Each team can "bribe ref" twice per game (once in each half). The bribed referee will call phony penalties (e.g. 5-yard penalty for crying) on the opposing team. This will last for a few plays, but the other team usually tries to kill him (one of the Nasty Audibles that can actually be played at any time) immediately after the first dirty call. A slain ref is then replaced by an even tougher one, who will promptly call another 5-yard penalty on the murdering team for Ref Bashing. Note that accidental referee deaths, such as being caught in the middle of a pileup, or nudged into a mine, are not penalized. Other penalties include offsides (encroachment also counts as this penalty), illegal kick, delay of game, QB bashing, and pass interference. All of these penalties are 5-yard penalties except pass interference, which is an automatic first down.

Gameplay can take place in the form of a pickup game or full-season mode. Winning the championship game in season mode results in the losing team exploding spontaneously, and the winning team's MVP perishing by induction into the "Hole of Flame". The induction ceremony depicts the game referees snatching the MVP and stuffing him into a firepit.

== Teams ==
Teams are composed of aliens, skeletons, robots, trolls, and superhumans.

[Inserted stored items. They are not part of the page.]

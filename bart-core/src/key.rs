use serde::{Deserialize, Serialize};
use std::fmt;

/// Symbolic key identifier as reported by the input device ("space", "f", "j", ...).
#[derive(Debug, Clone, PartialEq, Eq, Hash, PartialOrd, Ord, Serialize, Deserialize)]
#[serde(transparent)]
pub struct Key(String);

impl Key {
    pub fn new(name: impl Into<String>) -> Self {
        Self(name.into())
    }

    pub fn as_str(&self) -> &str {
        &self.0
    }
}

impl From<&str> for Key {
    fn from(name: &str) -> Self {
        Self::new(name)
    }
}

impl fmt::Display for Key {
    fn fmt(&self, f: &mut fmt::Formatter<'_>) -> fmt::Result {
        f.write_str(&self.0)
    }
}
pub mod key;
pub mod phase;
pub mod record;
pub mod stimulus;
pub mod trial;

pub use key::Key;
pub use phase::PhaseLabel;
pub use record::{BlockRecord, SessionRecord, SessionStatus, SessionSummary};
pub use stimulus::{FeedbackKind, PhaseDescriptor};
pub use trial::{PhaseAnnotation, PhaseEvent, TrialOutcome, TrialRecord, TrialState};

Seven players are on the field for each team, instead of the usual eleven. Many of the teams are based on real life teams, with names like the Deathskin Razors and the Midway Monsters. Players also have humorous names, like Bones Jackson (Bo Jackson), L.T. Impaler (Lawrence Taylor), Joe Magician (Joe Montana) and Scary Ice (Jerry Rice). However, despite all of the death and destruction, the competition aspect is still high, and requires much strategy, especially compared to games like NFL Blitz.

== Legacy ==
This game was followed by a spin-off titled Mutant League Hockey. A basketball game, Mutant League Basketball, was in development, but was never released. These games were also used as the basis for an animated series called Mutant League, which aired from 1994 to 1996. Another spin-off, Mutant Speed Demons, was planned, but never released. However, a non-working prototype was found in 2009.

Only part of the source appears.